Flairant la convoitise des Lobillard, le patriarche Ogrig de l’époque, Rolph dit le Hardi, acheta à bon prix une flottille de barques et de gabares et chargea celles-ci des marchandises et richesses laissées derrière par les Aerann. Moins d’une semaine plus tard, il profitait du couvert de la nuit pour remonter le cours du fleuve Augivre avec ses cargaisons. Sa destination fut la foire marchande de Vaer, à plusieurs lieues à l’Est de Fel. Malgré la fermeture des portes de la ville fluviale en temps de Sang’Noir, la famille ducale de l’époque, les Torrig, accepta exceptionnellement la venue de Rolph entre ses murs. Rapidement, celui-ci liquida quantité de ses produits et, tout en augmentant considérablement sa fortune personnelle, devînt un héros parmi le peuple affamé par le Sang’Noir.

Lorsque la Longue Année fut terminée, le marchand Ogrig usa de toute son influence auprès de la nouvelle famille régnante de Vaer -les Lacignon- afin d’obtenir le contrôle et la gestion du port fluvial de la cité. À partir de ce moment, Rolph déploya tout au long de l’Augivre et de la Laurelanne un réseau de gués accueillant ses barques marchandes. Sa stratégie était aussi simple qu’efficace : mettre à la disposition des artisans et des travailleurs ses embarcations en échange d’un pourcentage de leurs profits. Par cette méthode, il s’insinua dans l’ensemble des affaires commerciales de l’ouest ébénois et décupla son patrimoine. Grâce aux innombrables carats qu’il accumula, il inaugura peu avant sa mort la première banque du royaume, coeur de sa puissante guilde. Jusqu’en 318, la famille Ogrig fut parmi les trois plus richissimes maisons du royaume.

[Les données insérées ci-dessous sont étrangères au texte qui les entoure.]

//! cli::commands
//!
//! Command dispatch and handlers.
//!
//! # Architecture
//!
//! Each command handler:
//! 1. Resolves its inputs (codes, config, bounds)
//! 2. Calls into [`crate::core`] to compute placements
//! 3. Formats and displays output

mod area;
mod catalog_cmd;
mod completion;
mod config_cmd;
mod fixed;
mod page;
mod source;

// Re-export command functions for testing and direct invocation
pub use area::{area, AreaArgs};
pub use catalog_cmd::catalog;
pub use completion::completion;
pub use config_cmd::{get as config_get, list as config_list, set as config_set};
pub use fixed::{fixed, FixedArgs};
pub use page::{page, PageArgs};

use crate::cli::args::{Command, ConfigAction};
use crate::cli::Context;
use anyhow::Result;

/// Dispatch a command to its handler.
pub fn dispatch(command: Command, ctx: &Context) -> Result<()> {
    match command {
        Command::Fixed {
            source,
            page,
            origin,
            format,
        } => fixed::fixed(
            ctx,
            &FixedArgs {
                source,
                page,
                origin,
                format,
            },
        ),
        Command::Area {
            source,
            count,
            skip,
            bounds,
            center,
            radius,
            format,
        } => area::area(
            ctx,
            &AreaArgs {
                source,
                count,
                skip,
                bounds,
                center,
                radius,
                format,
            },
        ),
        Command::Page {
            source,
            page,
            columns,
            bounds,
            center,
            radius,
            format,
        } => page::page(
            ctx,
            &PageArgs {
                source,
                page,
                columns,
                bounds,
                center,
                radius,
                format,
            },
        ),
        Command::Catalog { catalog } => catalog_cmd::catalog(ctx, catalog.as_deref()),
        Command::Config { action } => match action {
            ConfigAction::Get { key } => config_cmd::get(ctx, &key),
            ConfigAction::Set { key, value, global } => {
                config_cmd::set(ctx, &key, &value, global)
            }
            ConfigAction::List => config_cmd::list(ctx),
        },
        Command::Completion { shell } => completion::completion(shell),
    }
}
//! catalog command - List catalog pages and code counts

use std::path::Path;

use anyhow::Result;

use crate::cli::Context;
use crate::ui::output;

use super::source;

/// List each page of the catalog with its code count.
pub fn catalog(ctx: &Context, path: Option<&Path>) -> Result<()> {
    let config = source::load_config(ctx)?;
    let catalog = source::load_catalog(ctx, path, &config)?;

    for page in catalog.pages() {
        println!("page {:>5}  {:>6} codes", page.number(), page.codes().len());
    }
    output::print(
        format!(
            "{} pages, {} codes",
            catalog.pages().len(),
            catalog.len()
        ),
        ctx.verbosity(),
    );

    Ok(())
}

En 318, Rodrick Ogrig et Gustaf Aerann, dirigeant de la Guilde des Francs-Marchands en Fel, se rencontrèrent à l’occasion de la troisième foire de Fel. Lors de ce sommet, les deux hommes convinrent que l’heure était venue de restituer à leurs propriétaires les anciens avoirs des Aerann détenus par la Banque d’Ébène depuis trois siècles. Affaiblie à la suite de nombreux scandales, Ogrig n’eut d’autre choix que d’accepter. En ce jour historique, les deux hommes signèrent la “Franche alliance”, contrat dans lequel la Banque d’Ébène et la Guilde des Francs marchands fusionnaient en une seule et même entité commerciale, la Guilde franche d’Ébène. En toute magnanimité, Aldrick Aerann, palatin de Felbourg, décréta le même jour que la métropole de l’ouest devait désormais être sous la guidance de cette nouvelle entité marchande et que Gustaf Aerann, son fils, en serait le comte.

L’aventure de la Guilde franche d’Ébène dura près de cinq ans. Grâce à ses nombreux partenaires partout dans le royaume, l’organisation assimila une à une ses opposantes, devenant la plus gigantesque force commerciale de l’ère royale. Or, en 322, celle-ci s’écroula subitement sous les pressions internes et les attaques de ses adversaires de l’est. On découvrit que les fonds de la Guilde franche étaient fréquemment détournés afin de nourrir les coffres des Aerann de Fel. Plus encore, on apprit qu’elle avait, des années durant, vendu du bois aux seigneurs du Vinderrhin. Bois qu’ils utilisèrent ensuite afin de construire une flotte d’invasion du royaume. Un à un, les partenaires de la Guilde franche se dissocièrent d’elle et regagnèrent leur indépendance. La Banque d’Ébène ne fit pas exception à ce mouvement.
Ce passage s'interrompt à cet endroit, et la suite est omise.